Shaky Long Term Stability
The SEC and ACC only have fourteen teams right now. The Big Ten has twelve. As soon as they expand to sixteen teams, Rutgers, UConn, Louisville, maybe even Cincinnati will be gone. They are already actively lobbying for invites from those leagues. The Big East has been hanging on by a thread for years and those defections would be a death blow. Not to mention that it is already a fractured conference with the relationship between the basketball schools and the football schools tenuous at best. Why would we willingly throw ourselves into that situation?
Long Term Viability
This is the most important reason that staying in the Mountain West is a better long term decision than going to the Big East. Success doesn’t last forever, no matter how much we would like it to. One day Boise State is going to have a mediocre season. Let’s say, hypothetically, that we have a couple mediocre or losing seasons in a row. Maybe we even lose Chris Petersen. The fact is, if Boise State loses it’s relevance in football, it’s loses its value to the Big East. Given how shaky the relationship is in the first place, and how fast the landscape keeps changing in college football, who’s to say that they have to keep us around. Where would we go then? Surely not the Mountain West after burning the bridges on the way out. Not to mention that fact that we are of no value to them either without football relevance. Where to then? Don’t forget that the rest of our athletic department is on the Division I-AA level, in both conference affiliation and competition level.
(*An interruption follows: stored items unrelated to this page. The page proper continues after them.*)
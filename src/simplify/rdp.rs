//! Ramer-Douglas-Peucker simplification.

use crate::{geom::point_segment_distance, types::GeoPoint};

/// Indices kept by Douglas-Peucker at `tolerance` degrees, in ascending order.
///
/// The first and last point are always kept. When several points share the
/// maximum deviation the lowest index wins.
pub(crate) fn douglas_peucker(points: &[GeoPoint], tolerance: f64) -> Vec<usize> {
    if points.len() < 3 { return (0..points.len()).collect() }

    let mut kept = vec![false; points.len()];
    kept[0] = true;
    kept[points.len() - 1] = true;

    let mut stack = vec![(0, points.len() - 1)];
    while let Some((start, end)) = stack.pop() {
        if end <= start + 1 { continue }

        let mut max_dist = 0.0;
        let mut max_idx = start;
        for i in (start + 1)..end {
            let d = point_segment_distance(&points[i], &points[start], &points[end]);
            if d > max_dist {
                max_dist = d;
                max_idx = i;
            }
        }

        if max_dist > tolerance {
            kept[max_idx] = true;
            stack.push((max_idx, end));
            stack.push((start, max_idx));
        }
    }

    kept.iter().enumerate().filter_map(|(i, &k)| k.then_some(i)).collect()
}
//! CSV writing operations.

use anyhow::{Context, Result};
use polars::{frame::DataFrame, io::SerWriter, prelude::{CsvWriter, NamedFrom}, series::Series};

use crate::store::BoundaryRecord;

/// Write a DataFrame to a CSV string.
pub(crate) fn write_csv_string(df: &mut DataFrame) -> Result<String> {
    let mut buffer = Vec::new();
    CsvWriter::new(&mut buffer)
        .finish(df)
        .with_context(|| "[io::csv::write] Failed to write CSV to string")?;
    String::from_utf8(buffer)
        .with_context(|| "[io::csv::write] CSV output is not valid UTF-8")
}

/// One row per coordinate, with the record's measurements repeated on every row.
///
/// Columns: `latitude,longitude,point_index,area_sqft,perimeter_ft,imagery_type,quality,timestamp`.
pub(crate) fn boundary_frame(record: &BoundaryRecord) -> Result<DataFrame> {
    let points = record.coordinates();
    let n = points.len();

    let latitudes = points.iter().map(|p| p.lat).collect::<Vec<_>>();
    let longitudes = points.iter().map(|p| p.lng).collect::<Vec<_>>();
    let indices = (0..n as u32).collect::<Vec<_>>();

    let area = round2(record.boundary.area);
    let perimeter = round2(record.boundary.perimeter);
    let imagery_type = record.imagery.kind.as_str().to_string();
    let quality = record.imagery.quality.clone();
    let timestamp = record.timestamp_string();

    let df = DataFrame::new(vec![
        Series::new("latitude".into(), latitudes).into(),
        Series::new("longitude".into(), longitudes).into(),
        Series::new("point_index".into(), indices).into(),
        Series::new("area_sqft".into(), vec![area; n]).into(),
        Series::new("perimeter_ft".into(), vec![perimeter; n]).into(),
        Series::new("imagery_type".into(), vec![imagery_type; n]).into(),
        Series::new("quality".into(), vec![quality; n]).into(),
        Series::new("timestamp".into(), vec![timestamp; n]).into(),
    ])?;

    Ok(df)
}

/// Write a record as CSV text.
pub(crate) fn write_boundary_csv(record: &BoundaryRecord) -> Result<String> {
    let mut df = boundary_frame(record)?;
    write_csv_string(&mut df)
}

fn round2(x: f64) -> f64 { (x * 100.0).round() / 100.0 }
Do we end up with Idaho in the Big Sky? The fact is, if we lose our football relevance, we lose our value to everyone. While the Mountain West would never cut us loose, the Big East might. That’s why having a stable home for all of our sports matters.
So, lets revise the list of the reasons we should join the Big East:
Automatic BCS Berth
- Television Revenue?
A Western Division
- Better Opponents?
Olympic Sports to the WAC Joining the Country Club Stepping Stone
In the end, the better long term decision for Boise State is to bail on the Big East while they still can. It was a great move when they made it, but after all that has transpired since then, it’s time to reconsider. You can’t gamble the entire future of your athletic department and university as a whole just for a couple of extra bucks. Boise State needs to be patient, stick with the Mountain West, and continue to build at the rate they are building and one day the Big 12 will come calling.